Full Day Lecture/Seminar

Saturday, March 11, 2017 - 9:30 a.m. to 4:15 p.m. ET
Code: 1M2889
Location:
S. Dillon Ripley Center
1100 Jefferson Dr SW
Metro: Smithsonian (Mall exit)
Select your Tickets
$90
Member
$140
Non-Member
Irish folk dancers performing on Saint Patrick’s Day in downtown Denver, Colorado

The heritage of the ancient Celts is still felt in the modern world. Historian Jennifer Paxton traces how perceptions and knowledge of the Celtic peoples have changed over the centuries, and how their legacies affected culture and politics in the nations and regions linked by language and traditions (Ireland, Scotland, Wales, Brittany, Cornwall, and the Isle of Man) commonly known as the Celtic Fringe—as well as in the wider world. As our understanding of the Celts continues to evolve, Paxton examines the impact of new ideas about the Celts on our contemporary fascination with all things Celtic.

9:30–10:45 a.m.  The Classical Celts: What the Greeks and Romans Knew

The Greeks and Romans created the stereotype of the Celts as ferocious, individualistic warriors, but how much can we trust their accounts? While classical authors emphasized Celtic military prowess, archaeology reveals a sophisticated culture open to artistic influences from the Mediterranean world.

11 a.m.–12:15 p.m.  The Language of the Celts: What Early Modern Scholars Knew

It was not until the 16th century that the inhabitants of Britain and Ireland were called Celts. Learn how linguists discovered a connection among the languages of the Celtic Fringe and that of ancient Gaul, and how  interest in the Celts led scholars to create fraudulent “Celtic” texts that took the European literary world by storm. 

12:15–1:30 p.m.  Lunch (participants provide their own.)

1:30–2:45 p.m.  The Celtic Revival: What Modern Nationalists Knew

In the 19th century, the fascination with the Celts took on a distinctly political dimension in Ireland, where Celtic identity was used to differentiate the Irish from their English rulers. Celtic themes appealed both to cultural nationalists, who were content to assert a distinctive literary heritage, and to political nationalists, who saw the Celtic legacy as a justification for armed struggle.

3–4:15 p.m.  The Celts Today: What Modern Scholars Know and What Popular Culture Loves

Interest in all matters Celtic has never been stronger.
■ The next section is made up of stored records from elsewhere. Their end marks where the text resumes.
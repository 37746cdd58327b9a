//! A blocking IMAP4rev1 transport, just large enough to read one mailbox.

use std::io::{BufRead, BufReader, Write};
use std::net::TcpStream;

use openssl::ssl::{SslConnector, SslMethod};

use config::Security;
use errors::*;
use imapresult::{self, IMAPResponse};
use range::MessageId;
use tcpstream::{self, IMAPStream};
use transport::{Connector, MailboxAddress, Transport};

#[derive(PartialEq)]
#[derive(Debug)]
enum IMAPState {
    NOTAUTHENTICATED,
    AUTHENTICATED,
    SELECTED,
    LOGOUT,
}

/// Opens `IMAPTransport`s over TCP, with TLS when the address asks for it.
#[derive(Clone, Copy, Debug, Default)]
pub struct IMAPConnector;

impl Connector for IMAPConnector {
    type Transport = IMAPTransport<IMAPStream>;

    fn open(&self, address: &MailboxAddress, user: &str, password: &str)
        -> Result<IMAPTransport<IMAPStream>> {
        trace!("Initiate IMAP Connection to {}", address);
        let tcp_stream = TcpStream::connect((&address.host[..], address.port))?;
        let stream = match address.security {
            Security::Plain => {
                debug!("Creating a Plain TCP Connection");
                IMAPStream::Plain(BufReader::new(tcp_stream))
            }
            Security::SSL => {
                debug!("Creating a SSL Connection");
                let connector = SslConnector::builder(SslMethod::tls())?.build();
                IMAPStream::SSL(BufReader::new(connector.connect(&address.host, tcp_stream)?))
            }
        };
        IMAPTransport::start(stream, &address.mailbox, user, password)
    }
}

pub struct IMAPTransport<S> {
    stream: S,
    state: IMAPState,
    next_tag: u32,
    exists: u32,
}

impl<S: BufRead + Write> IMAPTransport<S> {
    /// Read the greeting, log in and select `mailbox` on an already
    /// connected stream.
    pub fn start(stream: S, mailbox: &str, user: &str, password: &str)
        -> Result<IMAPTransport<S>> {
        let mut ctx = IMAPTransport {
            stream: stream,
            state: IMAPState::NOTAUTHENTICATED,
            next_tag: 1,
            exists: 0,
        };
        trace!("Connection Established");
        debug!("IMAPState::{:?}", ctx.state);
        if ctx.read_greeting()? {
            ctx.state = IMAPState::AUTHENTICATED;
            debug!("IMAPState::{:?} (PREAUTH)", ctx.state);
        } else {
            ctx.login(user, password)?;
        }
        ctx.select(mailbox)?;
        Ok(ctx)
    }

    /// Returns `true` when the server pre-authenticated the connection.
    fn read_greeting(&mut self) -> Result<bool> {
        trace!("Reading Greeting from Server");
        let greeting = imapresult::read_line(&mut self.stream)?;
        imapresult::parse_greeting(&greeting)
    }

    fn login(&mut self, user: &str, password: &str) -> Result<()> {
        assert!(self.state == IMAPState::NOTAUTHENTICATED);
        trace!("Attempting to Login");
        let user = imapresult::quote(user)?;
        let command = format!("LOGIN {} {}", user, imapresult::quote(password)?);
        let masked = format!("LOGIN {} ****", user);
        self.send_command(&command, Some(&masked))?;
        self.state = IMAPState::AUTHENTICATED;
        debug!("IMAPState::{:?}", self.state);
        Ok(())
    }

    fn select(&mut self, mailbox: &str) -> Result<()> {
        trace!("Cmd: SELECT");
        let command = format!("SELECT {}", imapresult::quote(mailbox)?);
        let response = self.send_command(&command, None)?;
        self.exists = response.exists().unwrap_or(0);
        self.state = IMAPState::SELECTED;
        debug!("IMAPState::{:?}, {} messages", self.state, self.exists);
        Ok(())
    }

    fn fetch_section(&mut self, id: MessageId, section: &str) -> Result<Vec<u8>> {
        if id < 1 {
            return Err(ErrorKind::Protocol(format!("invalid message number {}", id)).into());
        }
        let response = self.send_command(&format!("FETCH {} BODY.PEEK[{}]", id, section), None)?;
        response
            .fetch_data(id, section)
            .ok_or_else(|| ErrorKind::Protocol(format!("no {} data for message {}", section, id)).into())
    }

    fn ensure_selected(&self) -> Result<()> {
        if self.state == IMAPState::SELECTED {
            Ok(())
        } else {
            Err(ErrorKind::NotConnected.into())
        }
    }

    fn send_command(&mut self, command: &str, logged: Option<&str>) -> Result<IMAPResponse> {
        let tag = format!("A{:04}", self.next_tag);
        self.next_tag += 1;

        info!("C: {} {}", tag, logged.unwrap_or(command));
        tcpstream::write_line(&mut self.stream, &format!("{} {}", tag, command))?;

        let response = imapresult::read_response(&mut self.stream, &tag)?;
        debug!("{} OK {}", tag, response.status_text);
        Ok(response)
    }
}

impl<S: BufRead + Write> Transport for IMAPTransport<S> {
    fn message_count(&mut self) -> Result<u32> {
        self.ensure_selected()?;
        trace!("Cmd: NOOP");
        let response = self.send_command("NOOP", None)?;
        if let Some(exists) = response.exists() {
            self.exists = exists;
        }
        Ok(self.exists)
    }

    fn fetch_header(&mut self, id: MessageId) -> Result<Vec<u8>> {
        self.ensure_selected()?;
        trace!("Cmd: FETCH {} header", id);
        self.fetch_section(id, "HEADER")
    }

    fn fetch_body(&mut self, id: MessageId, part: u32) -> Result<Vec<u8>> {
        self.ensure_selected()?;
        trace!("Cmd: FETCH {} body part {}", id, part);
        self.fetch_section(id, &part.to_string())
    }

    fn close(&mut self) -> Result<()> {
        if self.state == IMAPState::LOGOUT {
            return Ok(());
        }
        trace!("Cmd: LOGOUT");
        // The session is over whether or not the server acknowledges.
        self.state = IMAPState::LOGOUT;
        debug!("IMAPState::{:?}", self.state);
        self.send_command("LOGOUT", None)?;
        Ok(())
    }
}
The popularity of Irish music and dance worldwide continues to grow, and Celtic art motifs can be found everywhere from album covers to tattoos. Yet at the same time, modern scholars have been slowly deconstructing the identity of the Celts as an ancient ethnic group that survives in the modern Celtic Fringe. What does it mean to be a Celt today? And do the popular and scholarly notions of the Celts necessarily have to coincide?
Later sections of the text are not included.